Let $f$ assume values of $J$ on the boundary curve $\alpha$. We construct infinite number of scaled down versions of the curve $\alpha$ with scale factor ranging from $1$ and converging to $0$, and on each curve we let $f$ take values of corresponding scaled down version of $J$.

Edit : (clarify) If curve is scaled by $c$, then new $J_c(x) = J(\frac{x}{c})$, where $J_c$ is defined on $(0,Lc)$. $c\in(0,1)$

This is illustrated roughly in the picture below.
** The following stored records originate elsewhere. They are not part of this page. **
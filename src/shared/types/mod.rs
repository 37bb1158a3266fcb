pub mod errors;

pub use errors::{DiscoveryError, DiscoveryResult};
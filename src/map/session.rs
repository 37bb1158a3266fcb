//! Lifecycle of one interactive map bound to a container

use std::sync::Arc;

use log::{debug, info, warn};

use crate::domain::{Coordinate, DiscoveryResult, GeoBounds, Station};
use crate::map::backend::{MapBackend, MapInstanceId};
use crate::map::marker::{Marker, MarkerId};
use crate::map::popup::{station_popup, ReserveAction};

/// Fraction of the bounds span added on every side by `fit_to_markers`.
const FIT_PADDING: f64 = 0.10;

/// Invoked with the station id when a station marker is clicked.
pub type SelectCallback = Arc<dyn Fn(&str) + Send + Sync>;
/// Invoked with the station id and resolved action when the reserve
/// affordance inside a popup is activated.
pub type ReserveCallback = Arc<dyn Fn(&str, ReserveAction) + Send + Sync>;

#[derive(Debug, Clone, Copy, PartialEq, Eq)]
pub enum SessionState {
    Uninitialized,
    Ready,
    Disposed,
}

/// Owns one map instance and its marker set.
///
/// State machine: `Uninitialized → Ready → Disposed`. Every operation is a
/// no-op outside `Ready`; `Disposed` is terminal. A failed `initialize`
/// (missing container) leaves the session `Uninitialized`, and calling
/// `initialize` again later is the only recovery path.
pub struct MapSession {
    container_id: String,
    backend: Arc<dyn MapBackend>,
    state: SessionState,
    map: Option<MapInstanceId>,
    /// Origin for popup distance display
    search_center: Coordinate,
    station_markers: Vec<Marker>,
    user_marker: Option<Marker>,
    can_reserve: bool,
    on_select: Option<SelectCallback>,
    on_reserve: Option<ReserveCallback>,
}

impl MapSession {
    pub fn new(
        container_id: impl Into<String>,
        backend: Arc<dyn MapBackend>,
        search_center: Coordinate,
    ) -> Self {
        Self {
            container_id: container_id.into(),
            backend,
            state: SessionState::Uninitialized,
            map: None,
            search_center,
            station_markers: Vec::new(),
            user_marker: None,
            can_reserve: false,
            on_select: None,
            on_reserve: None,
        }
    }

    pub fn state(&self) -> SessionState {
        self.state
    }

    pub fn is_ready(&self) -> bool {
        self.state == SessionState::Ready
    }

    pub fn container_id(&self) -> &str {
        &self.container_id
    }

    /// Create the underlying map instance.
    ///
    /// Fails gracefully when the container is missing: the error is
    /// returned, nothing is leaked and the session stays `Uninitialized`.
    pub fn initialize(&mut self, center: Coordinate, zoom: u8) -> DiscoveryResult<()> {
        match self.state {
            SessionState::Ready => {
                warn!(
                    "Map session {:?} already initialized, ignoring",
                    self.container_id
                );
                return Ok(());
            }
            SessionState::Disposed => {
                warn!(
                    "Map session {:?} is disposed, ignoring initialize",
                    self.container_id
                );
                return Ok(());
            }
            SessionState::Uninitialized => {}
        }

        let map = self.backend.create_map(&self.container_id, center, zoom)?;
        self.map = Some(map);
        self.search_center = center;
        self.state = SessionState::Ready;
        info!("Map session ready for container {:?}", self.container_id);
        Ok(())
    }

    /// Bind the marker click and reserve callbacks, and the reserve
    /// capability used when projecting popups.
    pub fn bind_callbacks(
        &mut self,
        on_select: SelectCallback,
        on_reserve: ReserveCallback,
        can_reserve: bool,
    ) {
        if self.state == SessionState::Disposed {
            return;
        }
        self.on_select = Some(on_select);
        self.on_reserve = Some(on_reserve);
        self.can_reserve = can_reserve;
    }

    /// Update the origin used for popup distance display. Takes effect at
    /// the next reconciliation.
    pub fn set_search_center(&mut self, center: Coordinate) {
        if self.state != SessionState::Ready {
            return;
        }
        self.search_center = center;
    }

    /// Create or replace the single user-position marker.
    pub fn set_user_marker(&mut self, position: Coordinate, label: Option<String>) {
        let Some(map) = self.ready_map() else {
            return;
        };
        if let Some(previous) = self.user_marker.take() {
            self.backend.remove_marker(map, previous.id);
        }
        let marker = Marker::user(position, label);
        self.backend.place_marker(map, &marker);
        self.user_marker = Some(marker);
    }

    /// Make the station marker set exactly the image of the
    /// coordinate-bearing stations in `stations`, by full replacement.
    pub fn reconcile_station_markers(&mut self, stations: &[Station]) {
        let Some(map) = self.ready_map() else {
            return;
        };
        for marker in self.station_markers.drain(..) {
            self.backend.remove_marker(map, marker.id);
        }
        for station in stations {
            let Some(position) = station.coordinate else {
                continue;
            };
            // The popup always exists here since the coordinate does.
            let Some(popup) = station_popup(station, &self.search_center, self.can_reserve) else {
                continue;
            };
            let marker = Marker::station(&station.id, position, popup);
            self.backend.place_marker(map, &marker);
            self.station_markers.push(marker);
        }
        debug!(
            "Reconciled {} station markers for container {:?}",
            self.station_markers.len(),
            self.container_id
        );
    }

    /// Recenter and zoom the viewport without touching markers.
    pub fn focus_on(&mut self, center: Coordinate, zoom: u8) {
        let Some(map) = self.ready_map() else {
            return;
        };
        self.backend.set_view(map, center, zoom);
    }

    /// Fit the viewport to the region containing all current markers
    /// (stations and user), with a fixed padding margin. No-op with zero
    /// markers.
    pub fn fit_to_markers(&mut self) {
        let Some(map) = self.ready_map() else {
            return;
        };
        let positions: Vec<Coordinate> = self
            .station_markers
            .iter()
            .map(|m| m.position)
            .chain(self.user_marker.iter().map(|m| m.position))
            .collect();
        let Some(bounds) = GeoBounds::containing(positions.iter()) else {
            return;
        };
        self.backend.fit_bounds(map, bounds.padded(FIT_PADDING));
    }

    /// Release markers, the map instance and the bound callbacks.
    /// Terminal; only a fresh session can serve this container again.
    pub fn dispose(&mut self) {
        let Some(map) = self.ready_map() else {
            return;
        };
        for marker in self.station_markers.drain(..) {
            self.backend.remove_marker(map, marker.id);
        }
        if let Some(user) = self.user_marker.take() {
            self.backend.remove_marker(map, user.id);
        }
        self.backend.destroy_map(map);
        self.map = None;
        self.on_select = None;
        self.on_reserve = None;
        self.state = SessionState::Disposed;
        info!("Map session disposed for container {:?}", self.container_id);
    }

    // ── Click dispatch ─────────────────────────────────────────

    /// A station marker was clicked: dispatch the selection callback.
    pub fn click_marker(&self, marker_id: MarkerId) {
        if self.state != SessionState::Ready {
            return;
        }
        let Some(marker) = self.station_markers.iter().find(|m| m.id == marker_id) else {
            return;
        };
        if let (Some(on_select), Some(station_id)) = (&self.on_select, marker.station_id()) {
            on_select(station_id);
        }
    }

    /// The reserve control inside a marker's popup was activated.
    ///
    /// Contained: dispatches only the reserve callback, never the marker's
    /// own selection callback.
    pub fn click_reserve(&self, marker_id: MarkerId) {
        if self.state != SessionState::Ready {
            return;
        }
        let Some(marker) = self.station_markers.iter().find(|m| m.id == marker_id) else {
            return;
        };
        if let (Some(on_reserve), Some(station_id), Some(popup)) =
            (&self.on_reserve, marker.station_id(), &marker.popup)
        {
            on_reserve(station_id, popup.reserve);
        }
    }

    // ── Introspection ──────────────────────────────────────────

    pub fn station_marker_count(&self) -> usize {
        self.station_markers.len()
    }

    pub fn marker_count(&self) -> usize {
        self.station_markers.len() + usize::from(self.user_marker.is_some())
    }

    pub fn station_ids(&self) -> Vec<String> {
        self.station_markers
            .iter()
            .filter_map(|m| m.station_id().map(String::from))
            .collect()
    }

    pub fn markers(&self) -> &[Marker] {
        &self.station_markers
    }

    fn ready_map(&self) -> Option<MapInstanceId> {
        match self.state {
            SessionState::Ready => self.map,
            _ => None,
        }
    }
}

impl Drop for MapSession {
    fn drop(&mut self) {
        if self.state == SessionState::Ready {
            self.dispose();
        }
    }
}

// ── Tests ──────────────────────────────────────────────────────
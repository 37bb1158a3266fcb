pub mod ports;
pub mod services;
pub mod session;

// Re-export key types for convenience
pub use ports::{
    GeocodeError, GeocodeHit, GeocodingPort, PositionError, PositioningPort, QueryError,
    StationQueryPort,
};
pub use services::{
    filter, AddressResolver, FixStatus, GeoLocator, LocationFix, RefreshOutcome, StationDirectory,
};
pub use session::DiscoverySession;
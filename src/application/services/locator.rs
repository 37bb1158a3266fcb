//! Geolocation with a deterministic fallback policy

use std::sync::Arc;
use std::time::Duration;

use chrono::{DateTime, Utc};
use log::{debug, warn};

use crate::application::ports::PositioningPort;
use crate::domain::Coordinate;

/// Side channel distinguishing a real fix from the masked fallback.
#[derive(Debug, Clone, Copy, PartialEq, Eq)]
pub enum FixStatus {
    /// No resolution attempted yet
    Pending,
    /// Real position acquired from the capability
    Acquired,
    /// Capability failed or timed out; coordinate is the configured default
    Fallback,
}

/// Result of one `resolve()` call.
#[derive(Debug, Clone, Copy)]
pub struct LocationFix {
    pub coordinate: Coordinate,
    pub status: FixStatus,
    pub acquired_at: DateTime<Utc>,
}

/// Resolves the user's position, masking every failure with a fixed
/// fallback coordinate (a configured default city center).
///
/// `resolve()` never fails and never retries on its own; a retry is the
/// caller invoking `resolve()` again.
pub struct GeoLocator {
    port: Arc<dyn PositioningPort>,
    fallback: Coordinate,
    timeout: Duration,
}

impl GeoLocator {
    pub const DEFAULT_TIMEOUT: Duration = Duration::from_secs(10);

    pub fn new(port: Arc<dyn PositioningPort>, fallback: Coordinate, timeout: Duration) -> Self {
        Self {
            port,
            fallback,
            timeout,
        }
    }

    /// The coordinate substituted when positioning fails.
    pub fn fallback(&self) -> Coordinate {
        self.fallback
    }

    /// Resolve the current position, bounded by the configured timeout.
    ///
    /// Any port error and a timeout are treated identically: the fallback
    /// coordinate is returned with [`FixStatus::Fallback`].
    pub async fn resolve(&self) -> LocationFix {
        let status = match tokio::time::timeout(self.timeout, self.port.current_position()).await {
            Ok(Ok(position)) => {
                debug!("Position acquired: {}", position);
                return LocationFix {
                    coordinate: position,
                    status: FixStatus::Acquired,
                    acquired_at: Utc::now(),
                };
            }
            Ok(Err(err)) => {
                warn!("Positioning failed ({}), using fallback", err);
                FixStatus::Fallback
            }
            Err(_) => {
                warn!(
                    "Positioning timed out after {:?}, using fallback",
                    self.timeout
                );
                FixStatus::Fallback
            }
        };

        LocationFix {
            coordinate: self.fallback,
            status,
            acquired_at: Utc::now(),
        }
    }
}

// ── Tests ──────────────────────────────────────────────────────
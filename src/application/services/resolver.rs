//! Best-effort forward/reverse geocoding for search relocation

use std::sync::Arc;

use log::{debug, warn};

use crate::application::ports::GeocodingPort;
use crate::domain::Coordinate;

/// Resolves free-text queries into coordinates to relocate the search
/// center.
///
/// Geocoding is an optional enhancement to search, never a hard dependency:
/// network failures, malformed responses and empty result sets all collapse
/// to `None`, leaving the session center untouched. Queries shorter than the
/// minimum length are answered locally without a network round trip.
pub struct AddressResolver {
    port: Arc<dyn GeocodingPort>,
    min_query_len: usize,
}

impl AddressResolver {
    pub const DEFAULT_MIN_QUERY_LEN: usize = 3;

    pub fn new(port: Arc<dyn GeocodingPort>, min_query_len: usize) -> Self {
        Self {
            port,
            min_query_len,
        }
    }

    /// Forward-geocode `query` into a coordinate, taking the best hit.
    pub async fn resolve(&self, query: &str) -> Option<Coordinate> {
        let query = query.trim();
        if query.chars().count() < self.min_query_len {
            debug!("Geocode query {:?} below minimum length, skipping", query);
            return None;
        }

        metrics::counter!("geocode_requests_total").increment(1);
        match self.port.forward(query).await {
            Ok(hits) => {
                let hit = hits.into_iter().next();
                if hit.is_none() {
                    debug!("No geocoding result for {:?}", query);
                }
                hit.map(|h| h.coordinate)
            }
            Err(err) => {
                warn!("Geocoding failed for {:?}: {}", query, err);
                None
            }
        }
    }

    /// Reverse-geocode a coordinate into a display label, best effort.
    pub async fn reverse(&self, position: Coordinate) -> Option<String> {
        match self.port.reverse(position).await {
            Ok(label) => label,
            Err(err) => {
                warn!("Reverse geocoding failed for {}: {}", position, err);
                None
            }
        }
    }
}

// ── Tests ──────────────────────────────────────────────────────
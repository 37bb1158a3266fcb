//! Charging station domain entity

use chrono::{DateTime, Utc};
use rust_decimal::Decimal;
use serde::Serialize;

use crate::domain::geo::{distance_km, Coordinate};

/// Operational status reported by the backend for a station
#[derive(Debug, Clone, Copy, PartialEq, Eq, Serialize)]
pub enum StationStatus {
    /// Free and ready to charge
    Available,
    /// A vehicle is currently charging
    Occupied,
    /// Station is broken or decommissioned
    OutOfService,
    /// Temporarily down for maintenance
    Maintenance,
}

impl StationStatus {
    pub fn as_str(&self) -> &'static str {
        match self {
            Self::Available => "AVAILABLE",
            Self::Occupied => "OCCUPIED",
            Self::OutOfService => "OUT_OF_SERVICE",
            Self::Maintenance => "MAINTENANCE",
        }
    }

    pub fn from_str(s: &str) -> Self {
        match s {
            "AVAILABLE" => Self::Available,
            "OCCUPIED" => Self::Occupied,
            "OUT_OF_SERVICE" => Self::OutOfService,
            "MAINTENANCE" => Self::Maintenance,
            // Unknown wire value: treat the station as unusable
            _ => Self::OutOfService,
        }
    }
}

impl std::fmt::Display for StationStatus {
    fn fmt(&self, f: &mut std::fmt::Formatter<'_>) -> std::fmt::Result {
        write!(f, "{}", self.as_str())
    }
}

/// A charging-station candidate as last fetched from the backend.
///
/// Snapshots are immutable on the client: a change on the server only ever
/// becomes visible through a directory refresh replacing the whole set.
#[derive(Debug, Clone, Serialize)]
pub struct Station {
    /// Backend identifier
    pub id: String,
    /// Display name
    pub name: String,
    /// Human-readable location label (street / city)
    pub address: String,
    /// Position; absent for stations the backend could not geolocate.
    /// Such stations stay listable but are never mapped.
    pub coordinate: Option<Coordinate>,
    /// Rated output power in kW
    pub power_kw: Option<f64>,
    /// Price per kWh in the backend's currency
    pub price_per_kwh: Option<Decimal>,
    /// Operational status
    pub status: StationStatus,
    /// When the backend last updated this record
    pub updated_at: Option<DateTime<Utc>>,
}

impl Station {
    pub fn new(id: impl Into<String>, name: impl Into<String>, address: impl Into<String>) -> Self {
        Self {
            id: id.into(),
            name: name.into(),
            address: address.into(),
            coordinate: None,
            power_kw: None,
            price_per_kwh: None,
            status: StationStatus::Available,
            updated_at: None,
        }
    }

    pub fn is_available(&self) -> bool {
        self.status == StationStatus::Available
    }

    /// Distance from `center` in kilometers, `None` when the station has no
    /// position.
    pub fn distance_from(&self, center: &Coordinate) -> Option<f64> {
        self.coordinate.as_ref().map(|c| distance_km(c, center))
    }
}

// ── Tests ──────────────────────────────────────────────────────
enter image description here

This way we construct $f$ on entire $\Omega$ and it is smooth(as $J$ and $\alpha$ are smooth) except possibly at $O$, the centroid of region $\Omega$, where it is not continuous. But this discontinuty at $O$ has no effect on Variation of $f$ in $\Omega$.

Variation of $f$ for this case, is given as $$V(f,\Omega) = V_0^L(J) \mathcal{H}^2(\Omega)$$

I am yet to sketch a proof that this is the minimum possible variation for $f$.

PS : $V_0^L(J)$ is the total variation of $J$ in $(0,L)$, and $\mathcal{H}^2(\Omega)$ is the two dimensional Hausdorff measure of the set $\Omega$.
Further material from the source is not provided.